START Records to use

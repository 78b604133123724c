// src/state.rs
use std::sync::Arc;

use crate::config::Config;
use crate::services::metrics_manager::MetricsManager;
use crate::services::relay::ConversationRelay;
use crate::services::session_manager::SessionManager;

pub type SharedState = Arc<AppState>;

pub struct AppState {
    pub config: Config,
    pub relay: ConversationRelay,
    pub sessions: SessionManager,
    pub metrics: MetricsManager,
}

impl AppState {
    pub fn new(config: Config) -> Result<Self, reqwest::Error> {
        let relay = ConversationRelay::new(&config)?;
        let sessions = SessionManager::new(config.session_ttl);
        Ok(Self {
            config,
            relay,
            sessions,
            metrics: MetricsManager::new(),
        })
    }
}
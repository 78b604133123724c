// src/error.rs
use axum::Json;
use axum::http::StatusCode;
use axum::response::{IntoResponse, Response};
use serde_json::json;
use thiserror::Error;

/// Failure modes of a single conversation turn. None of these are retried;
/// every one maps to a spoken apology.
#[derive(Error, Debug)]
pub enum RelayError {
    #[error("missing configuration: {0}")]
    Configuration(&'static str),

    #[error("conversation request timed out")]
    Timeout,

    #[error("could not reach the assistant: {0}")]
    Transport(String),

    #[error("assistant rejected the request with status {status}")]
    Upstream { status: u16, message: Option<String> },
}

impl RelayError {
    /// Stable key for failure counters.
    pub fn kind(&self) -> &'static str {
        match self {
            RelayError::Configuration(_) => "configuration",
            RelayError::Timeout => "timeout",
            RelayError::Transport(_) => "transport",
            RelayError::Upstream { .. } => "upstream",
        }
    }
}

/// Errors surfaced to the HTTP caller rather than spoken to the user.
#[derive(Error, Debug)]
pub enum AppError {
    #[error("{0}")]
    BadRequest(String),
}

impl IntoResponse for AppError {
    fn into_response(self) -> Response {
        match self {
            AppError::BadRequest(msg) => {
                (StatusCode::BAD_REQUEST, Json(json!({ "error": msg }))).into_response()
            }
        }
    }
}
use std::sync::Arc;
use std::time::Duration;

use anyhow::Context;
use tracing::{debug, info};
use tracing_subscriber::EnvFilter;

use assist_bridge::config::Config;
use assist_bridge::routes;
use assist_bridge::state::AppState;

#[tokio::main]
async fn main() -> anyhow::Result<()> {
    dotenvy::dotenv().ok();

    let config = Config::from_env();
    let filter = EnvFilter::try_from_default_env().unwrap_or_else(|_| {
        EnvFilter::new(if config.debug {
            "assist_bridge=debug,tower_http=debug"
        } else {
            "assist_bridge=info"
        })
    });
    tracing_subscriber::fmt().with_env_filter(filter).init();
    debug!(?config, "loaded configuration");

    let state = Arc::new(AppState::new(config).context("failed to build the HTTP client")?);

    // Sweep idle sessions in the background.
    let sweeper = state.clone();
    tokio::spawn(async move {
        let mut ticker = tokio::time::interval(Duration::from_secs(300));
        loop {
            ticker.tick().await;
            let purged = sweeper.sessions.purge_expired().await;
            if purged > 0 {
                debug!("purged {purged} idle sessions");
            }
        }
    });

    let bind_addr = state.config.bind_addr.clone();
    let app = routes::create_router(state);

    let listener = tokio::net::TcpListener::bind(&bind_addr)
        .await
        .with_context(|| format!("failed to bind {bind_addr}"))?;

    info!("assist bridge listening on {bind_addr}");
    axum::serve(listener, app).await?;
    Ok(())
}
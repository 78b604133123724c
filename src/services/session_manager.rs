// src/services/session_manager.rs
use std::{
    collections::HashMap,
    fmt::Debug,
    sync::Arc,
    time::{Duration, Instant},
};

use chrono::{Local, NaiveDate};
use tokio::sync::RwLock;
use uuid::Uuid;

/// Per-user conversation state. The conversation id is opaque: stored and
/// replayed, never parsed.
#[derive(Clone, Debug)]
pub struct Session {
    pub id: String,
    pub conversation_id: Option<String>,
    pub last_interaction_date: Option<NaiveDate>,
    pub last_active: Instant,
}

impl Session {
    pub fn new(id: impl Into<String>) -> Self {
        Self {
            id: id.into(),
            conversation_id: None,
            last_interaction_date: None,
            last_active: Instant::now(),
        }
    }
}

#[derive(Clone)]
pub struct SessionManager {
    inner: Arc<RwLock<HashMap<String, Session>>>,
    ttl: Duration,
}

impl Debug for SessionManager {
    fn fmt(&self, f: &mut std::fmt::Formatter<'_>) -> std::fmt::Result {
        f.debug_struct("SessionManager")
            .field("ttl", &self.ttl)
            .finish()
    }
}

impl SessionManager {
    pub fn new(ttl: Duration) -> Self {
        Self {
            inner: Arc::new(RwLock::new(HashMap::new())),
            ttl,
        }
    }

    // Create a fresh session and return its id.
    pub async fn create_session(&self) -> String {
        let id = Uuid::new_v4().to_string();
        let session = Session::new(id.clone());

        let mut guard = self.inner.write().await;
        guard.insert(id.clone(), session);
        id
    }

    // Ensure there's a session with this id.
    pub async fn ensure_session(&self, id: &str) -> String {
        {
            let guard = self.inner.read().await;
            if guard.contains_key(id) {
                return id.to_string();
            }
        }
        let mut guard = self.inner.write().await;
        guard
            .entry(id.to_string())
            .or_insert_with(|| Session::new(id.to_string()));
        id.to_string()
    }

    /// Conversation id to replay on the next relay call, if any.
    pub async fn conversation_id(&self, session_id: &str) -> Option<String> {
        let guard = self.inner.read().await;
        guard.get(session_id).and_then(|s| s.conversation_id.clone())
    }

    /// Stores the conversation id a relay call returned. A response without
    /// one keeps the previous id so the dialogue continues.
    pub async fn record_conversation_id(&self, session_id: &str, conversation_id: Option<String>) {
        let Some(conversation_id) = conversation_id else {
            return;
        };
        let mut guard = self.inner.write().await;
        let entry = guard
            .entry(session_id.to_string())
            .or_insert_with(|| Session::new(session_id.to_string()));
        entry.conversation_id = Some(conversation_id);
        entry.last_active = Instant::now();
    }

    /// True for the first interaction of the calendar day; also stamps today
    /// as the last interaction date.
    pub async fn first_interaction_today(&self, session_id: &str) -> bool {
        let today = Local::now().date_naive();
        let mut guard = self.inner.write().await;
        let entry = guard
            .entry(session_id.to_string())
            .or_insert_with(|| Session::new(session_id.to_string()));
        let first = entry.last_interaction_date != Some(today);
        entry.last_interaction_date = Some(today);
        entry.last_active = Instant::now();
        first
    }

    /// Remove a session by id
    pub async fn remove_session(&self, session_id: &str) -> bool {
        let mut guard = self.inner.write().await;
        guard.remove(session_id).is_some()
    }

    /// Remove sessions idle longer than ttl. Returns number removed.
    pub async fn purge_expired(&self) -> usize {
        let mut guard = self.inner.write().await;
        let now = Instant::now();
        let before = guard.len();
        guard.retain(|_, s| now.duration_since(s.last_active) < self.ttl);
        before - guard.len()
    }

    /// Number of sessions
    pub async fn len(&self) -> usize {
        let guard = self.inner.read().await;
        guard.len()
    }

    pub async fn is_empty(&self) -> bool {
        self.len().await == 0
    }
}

END Records to use

Exercise aim: In the listing above, find each line with the word "Timeout" and return it.

Task answer:
    Timeout,
            RelayError::Timeout => "timeout",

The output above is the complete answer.